Sioux Falls, SD · 2026 State of Childcare Report (Score 62/100) | Beverly Research

Sioux Falls, South Dakota · 2026 State of Childcare Report

Beverly Research · May 2026

State of Childcare Score 62/100 Tier Moderate National rank (cities) #37 of 250 SD rank #1 of 1
Beverly Research — 2026 State of Childcare Report
THE 2026 REPORT FORSioux Falls, South Dakota

Dimension scores

Affordability 82 Supply 62 Workforce 55 Family Strain 81 Policy Support 11 National state average

Source: Beverly Research, 2026 State of Childcare Index. Dashed line: national state average.

Sioux Falls vs state vs national

Sioux Falls 62 South Dakota 63 US (state avg) 51 Overall State of Childcare scores (0-100)

Source: Beverly Research, 2026 State of Childcare Index.

As the United States celebrates its 250th anniversary this year, Sioux Falls ranks the 112th largest city in the nation.

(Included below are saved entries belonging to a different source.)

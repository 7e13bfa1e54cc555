//! HTTP client for the map service
//!
//! Only the fields the robot service consumes are modelled. Transport
//! failures become `MapUnavailable`; nothing is retried here.

use reqwest::{Client, StatusCode};
use serde::{Deserialize, Serialize};
use std::future::Future;
use std::time::Duration;
use uuid::Uuid;

use crate::core::config::ServiceConfig;
use crate::core::error::{GameError, Result};
use crate::core::types::PlanetId;
use crate::planet::map::{PlanetMap, Route};
use crate::planet::{Planet, PlanetType};
use crate::robot::resource::ResourceType;

/// Async client for the map service REST API
pub struct MapClient {
    client: Client,
    base_url: String,
}

impl MapClient {
    /// Create a new client with explicit configuration
    pub fn new(base_url: String, timeout: Duration) -> Result<Self> {
        let client = Client::builder()
            .timeout(timeout)
            .build()
            .map_err(|e| GameError::MapUnavailable(e.to_string()))?;
        Ok(Self {
            client,
            base_url: base_url.trim_end_matches('/').to_string(),
        })
    }

    /// Create a client from the service configuration
    pub fn from_config(config: &ServiceConfig) -> Result<Self> {
        Self::new(
            config.map_service_url.clone(),
            Duration::from_millis(config.map_timeout_ms),
        )
    }

    fn planet_url(&self, id: PlanetId) -> String {
        format!("{}/planets/{}", self.base_url, id)
    }

    async fn fetch_planet(&self, id: PlanetId) -> Result<PlanetDto> {
        let response = self
            .client
            .get(self.planet_url(id))
            .send()
            .await
            .map_err(|e| GameError::MapUnavailable(e.to_string()))?;

        if response.status() == StatusCode::NOT_FOUND {
            return Err(GameError::UnknownPlanet(id));
        }
        if !response.status().is_success() {
            let error_text = response.text().await.unwrap_or_default();
            return Err(GameError::MapUnavailable(format!("API error: {}", error_text)));
        }

        response
            .json()
            .await
            .map_err(|e| GameError::MapUnavailable(e.to_string()))
    }

    async fn fetch_route(&self, from: PlanetId, to: PlanetId) -> Result<Route> {
        let origin = self.fetch_planet(from).await?;
        if !origin.neighbours.iter().any(|n| n.planet_id == to.0) {
            return Err(GameError::TargetOutOfReach { from, to });
        }
        let destination = self.fetch_planet(to).await?;
        tracing::debug!(%from, %to, cost = destination.movement_difficulty, "route resolved");
        Ok(Route {
            from,
            cost: destination.movement_difficulty,
            to: destination.into_planet(),
        })
    }

    async fn post_mining(&self, planet: PlanetId, amount: u32) -> Result<u32> {
        let response = self
            .client
            .post(format!("{}/minings", self.planet_url(planet)))
            .json(&MiningRequest {
                amount_requested: amount,
            })
            .send()
            .await
            .map_err(|e| GameError::MapUnavailable(e.to_string()))?;

        if response.status() == StatusCode::NOT_FOUND {
            return Err(GameError::UnknownPlanet(planet));
        }
        if !response.status().is_success() {
            let error_text = response.text().await.unwrap_or_default();
            return Err(GameError::MapUnavailable(format!("API error: {}", error_text)));
        }

        let mined: MiningResponse = response
            .json()
            .await
            .map_err(|e| GameError::MapUnavailable(e.to_string()))?;
        Ok(mined.amount_mined)
    }
}

impl PlanetMap for MapClient {
    fn route(&self, from: PlanetId, to: PlanetId) -> impl Future<Output = Result<Route>> + Send {
        self.fetch_route(from, to)
    }

    fn mine(
        &self,
        planet: PlanetId,
        resource: ResourceType,
        amount: u32,
    ) -> impl Future<Output = Result<u32>> + Send {
        async move {
            let info = self.fetch_planet(planet).await?;
            if info.resource.map(|r| r.resource_type) != Some(resource) {
                return Err(GameError::NoResourceOnPlanet(planet));
            }
            self.post_mining(planet, amount).await
        }
    }
}

#[derive(Debug, Deserialize)]
#[serde(rename_all = "camelCase")]
struct PlanetDto {
    planet_id: Uuid,
    movement_difficulty: u32,
    #[serde(default)]
    planet_type: PlanetType,
    #[serde(default)]
    resource: Option<DepositDto>,
    #[serde(default)]
    neighbours: Vec<NeighbourDto>,
}

impl PlanetDto {
    fn into_planet(self) -> Planet {
        let mut planet = Planet::new(PlanetId(self.planet_id)).with_type(self.planet_type);
        planet.resource = self.resource.map(|r| r.resource_type);
        planet
    }
}

#[derive(Debug, Deserialize)]
#[serde(rename_all = "camelCase")]
struct DepositDto {
    resource_type: ResourceType,
}

#[derive(Debug, Deserialize)]
#[serde(rename_all = "camelCase")]
struct NeighbourDto {
    planet_id: Uuid,
}

#[derive(Serialize)]
#[serde(rename_all = "camelCase")]
struct MiningRequest {
    amount_requested: u32,
}

#[derive(Deserialize)]
#[serde(rename_all = "camelCase")]
struct MiningResponse {
    amount_mined: u32,
}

Sioux Falls is one of the few cities in the entire 250-city index where annual infant tuition runs below annual rent. Minnehaha County's $10,225 figure costs 0.86 times the household's yearly housing bill, against a national 1.06 ratio, and consumes just 13.7% of a $74,714 median household income. Mothers' labor force participation for kids under six runs 82.9%, near the highest figure in the dataset, in a tight metro labor market that pulls more women into work than economic necessity alone would predict. The 62/100 composite ranks Sioux Falls 37th nationally, near the top of the Midwest. The drag is policy: South Dakota offers no state-funded pre-K, no paid family leave, and CCDF reaches just 8.5% of eligible families — a market-driven outcome propped up by no policy infrastructure to speak of.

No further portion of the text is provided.